> [Task description] Retype, word for word, every line from the one holding "pub fn with_client(client: Arc<C>)" through the one holding "pub struct ProductsController" in the entries below, both included, and only those lines.

───── Given records

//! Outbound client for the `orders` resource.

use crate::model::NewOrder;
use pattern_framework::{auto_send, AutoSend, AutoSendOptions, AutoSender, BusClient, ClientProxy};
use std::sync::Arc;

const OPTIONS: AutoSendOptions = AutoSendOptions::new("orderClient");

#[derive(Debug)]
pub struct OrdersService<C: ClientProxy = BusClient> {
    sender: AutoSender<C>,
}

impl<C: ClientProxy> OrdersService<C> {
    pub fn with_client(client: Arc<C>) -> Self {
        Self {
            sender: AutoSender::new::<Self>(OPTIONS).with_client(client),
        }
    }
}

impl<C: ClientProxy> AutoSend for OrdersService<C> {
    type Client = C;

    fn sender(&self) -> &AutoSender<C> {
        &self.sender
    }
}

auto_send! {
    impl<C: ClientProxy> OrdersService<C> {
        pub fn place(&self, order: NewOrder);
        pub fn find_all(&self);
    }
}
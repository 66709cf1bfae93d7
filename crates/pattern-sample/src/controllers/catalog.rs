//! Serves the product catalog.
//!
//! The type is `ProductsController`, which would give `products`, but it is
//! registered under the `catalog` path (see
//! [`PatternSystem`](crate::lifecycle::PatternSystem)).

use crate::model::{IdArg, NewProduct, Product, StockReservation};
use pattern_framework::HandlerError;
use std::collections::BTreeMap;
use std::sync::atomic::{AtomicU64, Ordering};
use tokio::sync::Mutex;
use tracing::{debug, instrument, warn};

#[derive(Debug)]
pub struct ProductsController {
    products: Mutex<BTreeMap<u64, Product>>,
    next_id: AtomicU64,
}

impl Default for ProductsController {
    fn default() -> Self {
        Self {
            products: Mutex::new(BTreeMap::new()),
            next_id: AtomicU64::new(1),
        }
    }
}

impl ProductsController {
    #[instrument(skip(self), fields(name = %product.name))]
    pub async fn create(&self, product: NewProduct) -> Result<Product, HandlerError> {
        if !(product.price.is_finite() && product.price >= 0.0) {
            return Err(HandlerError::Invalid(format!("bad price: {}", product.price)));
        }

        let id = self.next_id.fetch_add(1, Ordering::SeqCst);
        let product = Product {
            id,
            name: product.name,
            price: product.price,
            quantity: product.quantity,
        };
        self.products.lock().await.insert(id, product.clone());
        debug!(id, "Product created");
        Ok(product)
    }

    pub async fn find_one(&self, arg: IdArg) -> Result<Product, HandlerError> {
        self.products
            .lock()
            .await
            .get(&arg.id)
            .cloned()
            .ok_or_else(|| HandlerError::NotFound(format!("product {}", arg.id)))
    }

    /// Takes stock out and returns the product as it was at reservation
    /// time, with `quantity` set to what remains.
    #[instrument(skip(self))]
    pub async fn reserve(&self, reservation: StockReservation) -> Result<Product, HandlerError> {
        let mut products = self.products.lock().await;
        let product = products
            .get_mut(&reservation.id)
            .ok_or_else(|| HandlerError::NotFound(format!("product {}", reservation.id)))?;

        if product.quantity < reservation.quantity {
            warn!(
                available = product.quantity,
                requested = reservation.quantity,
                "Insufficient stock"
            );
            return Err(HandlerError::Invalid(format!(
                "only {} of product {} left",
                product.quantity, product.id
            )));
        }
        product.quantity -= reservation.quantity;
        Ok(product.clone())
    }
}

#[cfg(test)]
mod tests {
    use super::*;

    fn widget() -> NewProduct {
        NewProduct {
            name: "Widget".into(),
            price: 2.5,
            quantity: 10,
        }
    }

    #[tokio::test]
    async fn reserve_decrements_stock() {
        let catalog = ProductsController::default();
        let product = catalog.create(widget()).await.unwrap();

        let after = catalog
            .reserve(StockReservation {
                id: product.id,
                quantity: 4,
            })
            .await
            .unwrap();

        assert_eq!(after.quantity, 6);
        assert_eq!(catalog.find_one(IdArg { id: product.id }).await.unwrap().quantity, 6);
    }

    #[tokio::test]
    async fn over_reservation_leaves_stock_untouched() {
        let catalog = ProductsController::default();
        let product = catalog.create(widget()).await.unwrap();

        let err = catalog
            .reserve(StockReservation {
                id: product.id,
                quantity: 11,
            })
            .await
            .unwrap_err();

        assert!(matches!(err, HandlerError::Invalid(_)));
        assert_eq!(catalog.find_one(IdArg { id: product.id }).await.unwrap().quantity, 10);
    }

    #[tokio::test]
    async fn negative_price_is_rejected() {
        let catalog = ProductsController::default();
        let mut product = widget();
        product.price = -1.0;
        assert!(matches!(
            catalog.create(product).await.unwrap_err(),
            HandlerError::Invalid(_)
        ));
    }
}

──────────
───── Given records

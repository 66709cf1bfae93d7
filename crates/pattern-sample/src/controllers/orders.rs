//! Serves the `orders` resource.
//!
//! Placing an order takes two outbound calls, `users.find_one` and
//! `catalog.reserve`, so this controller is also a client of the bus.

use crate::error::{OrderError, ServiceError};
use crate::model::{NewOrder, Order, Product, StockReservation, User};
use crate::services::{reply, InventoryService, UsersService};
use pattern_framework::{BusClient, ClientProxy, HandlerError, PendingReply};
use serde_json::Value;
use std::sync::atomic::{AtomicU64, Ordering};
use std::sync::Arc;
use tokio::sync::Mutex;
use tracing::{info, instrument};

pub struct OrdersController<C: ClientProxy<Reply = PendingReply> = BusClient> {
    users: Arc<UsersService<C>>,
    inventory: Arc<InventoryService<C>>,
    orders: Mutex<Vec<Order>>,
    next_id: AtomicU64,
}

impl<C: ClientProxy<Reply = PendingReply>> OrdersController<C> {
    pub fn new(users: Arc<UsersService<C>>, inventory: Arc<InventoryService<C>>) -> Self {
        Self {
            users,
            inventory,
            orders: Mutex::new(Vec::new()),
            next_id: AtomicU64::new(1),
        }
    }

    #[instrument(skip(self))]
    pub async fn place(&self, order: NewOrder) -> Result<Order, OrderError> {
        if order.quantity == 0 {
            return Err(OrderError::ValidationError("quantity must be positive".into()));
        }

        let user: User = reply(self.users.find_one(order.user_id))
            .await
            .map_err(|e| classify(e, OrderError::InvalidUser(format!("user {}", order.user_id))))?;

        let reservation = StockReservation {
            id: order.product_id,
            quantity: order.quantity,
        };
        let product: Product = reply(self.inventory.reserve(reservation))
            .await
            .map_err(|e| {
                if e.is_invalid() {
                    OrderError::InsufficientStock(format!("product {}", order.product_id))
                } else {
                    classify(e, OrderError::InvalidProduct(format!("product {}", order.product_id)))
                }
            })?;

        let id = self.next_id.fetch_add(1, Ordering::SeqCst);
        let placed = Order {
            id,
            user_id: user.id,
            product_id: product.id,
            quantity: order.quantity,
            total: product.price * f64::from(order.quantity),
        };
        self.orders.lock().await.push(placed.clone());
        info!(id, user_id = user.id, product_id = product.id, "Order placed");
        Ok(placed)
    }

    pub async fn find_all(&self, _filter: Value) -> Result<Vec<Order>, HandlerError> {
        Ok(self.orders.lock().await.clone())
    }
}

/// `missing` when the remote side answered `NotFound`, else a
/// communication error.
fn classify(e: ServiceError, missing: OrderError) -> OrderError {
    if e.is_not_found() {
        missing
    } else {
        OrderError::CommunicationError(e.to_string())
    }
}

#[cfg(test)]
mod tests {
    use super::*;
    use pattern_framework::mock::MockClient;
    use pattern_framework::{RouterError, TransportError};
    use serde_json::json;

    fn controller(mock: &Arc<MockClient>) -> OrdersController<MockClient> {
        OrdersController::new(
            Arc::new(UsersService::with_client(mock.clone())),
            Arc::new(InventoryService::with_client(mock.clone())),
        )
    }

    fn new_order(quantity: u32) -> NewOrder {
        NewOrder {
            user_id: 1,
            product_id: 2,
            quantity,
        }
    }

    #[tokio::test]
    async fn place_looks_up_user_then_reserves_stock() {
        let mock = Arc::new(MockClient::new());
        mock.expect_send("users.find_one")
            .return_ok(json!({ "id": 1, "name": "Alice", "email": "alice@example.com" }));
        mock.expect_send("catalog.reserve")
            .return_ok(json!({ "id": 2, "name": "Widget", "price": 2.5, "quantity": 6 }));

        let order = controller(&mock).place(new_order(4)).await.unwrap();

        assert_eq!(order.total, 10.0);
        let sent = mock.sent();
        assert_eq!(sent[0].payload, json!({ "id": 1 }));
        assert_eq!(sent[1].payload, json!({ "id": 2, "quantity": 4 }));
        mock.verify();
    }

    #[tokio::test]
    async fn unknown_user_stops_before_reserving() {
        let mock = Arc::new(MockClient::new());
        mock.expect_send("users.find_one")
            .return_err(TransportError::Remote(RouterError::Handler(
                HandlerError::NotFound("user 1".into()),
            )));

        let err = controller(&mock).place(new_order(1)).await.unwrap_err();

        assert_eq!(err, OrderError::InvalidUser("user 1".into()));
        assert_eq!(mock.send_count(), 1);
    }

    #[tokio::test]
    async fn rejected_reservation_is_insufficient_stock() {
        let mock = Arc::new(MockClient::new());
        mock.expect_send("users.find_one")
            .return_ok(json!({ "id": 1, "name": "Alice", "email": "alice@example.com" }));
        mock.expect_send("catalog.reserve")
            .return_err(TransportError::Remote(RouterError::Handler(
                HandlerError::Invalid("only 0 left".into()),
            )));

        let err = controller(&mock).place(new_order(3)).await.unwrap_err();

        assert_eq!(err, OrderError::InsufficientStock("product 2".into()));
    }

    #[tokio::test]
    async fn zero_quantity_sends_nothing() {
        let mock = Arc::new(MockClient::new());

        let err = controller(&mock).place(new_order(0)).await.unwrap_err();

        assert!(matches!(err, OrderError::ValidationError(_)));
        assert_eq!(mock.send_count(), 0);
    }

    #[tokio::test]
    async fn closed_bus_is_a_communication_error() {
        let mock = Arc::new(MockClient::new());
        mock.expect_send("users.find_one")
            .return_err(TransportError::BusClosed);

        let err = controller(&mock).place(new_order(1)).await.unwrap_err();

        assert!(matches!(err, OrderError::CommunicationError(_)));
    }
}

──────────

> [Response below]
    pub fn with_client(client: Arc<C>) -> Self {
        Self {
            sender: AutoSender::new::<Self>(OPTIONS).with_client(client),
        }
    }
}

impl<C: ClientProxy> AutoSend for OrdersService<C> {
    type Client = C;

    fn sender(&self) -> &AutoSender<C> {
        &self.sender
    }
}

auto_send! {
    impl<C: ClientProxy> OrdersService<C> {
        pub fn place(&self, order: NewOrder);
        pub fn find_all(&self);
    }
}
repository 66709cf1bfae93d7
filename crates/pattern-sample/src/controllers/catalog.rs
//! Serves the product catalog.
//!
//! The type is `ProductsController`, which would give `products`, but it is
//! registered under the `catalog` path (see
//! [`PatternSystem`](crate::lifecycle::PatternSystem)).

use crate::model::{IdArg, NewProduct, Product, StockReservation};
use pattern_framework::HandlerError;
use std::collections::BTreeMap;
use std::sync::atomic::{AtomicU64, Ordering};
use tokio::sync::Mutex;
use tracing::{debug, instrument, warn};

#[derive(Debug)]
pub struct ProductsController {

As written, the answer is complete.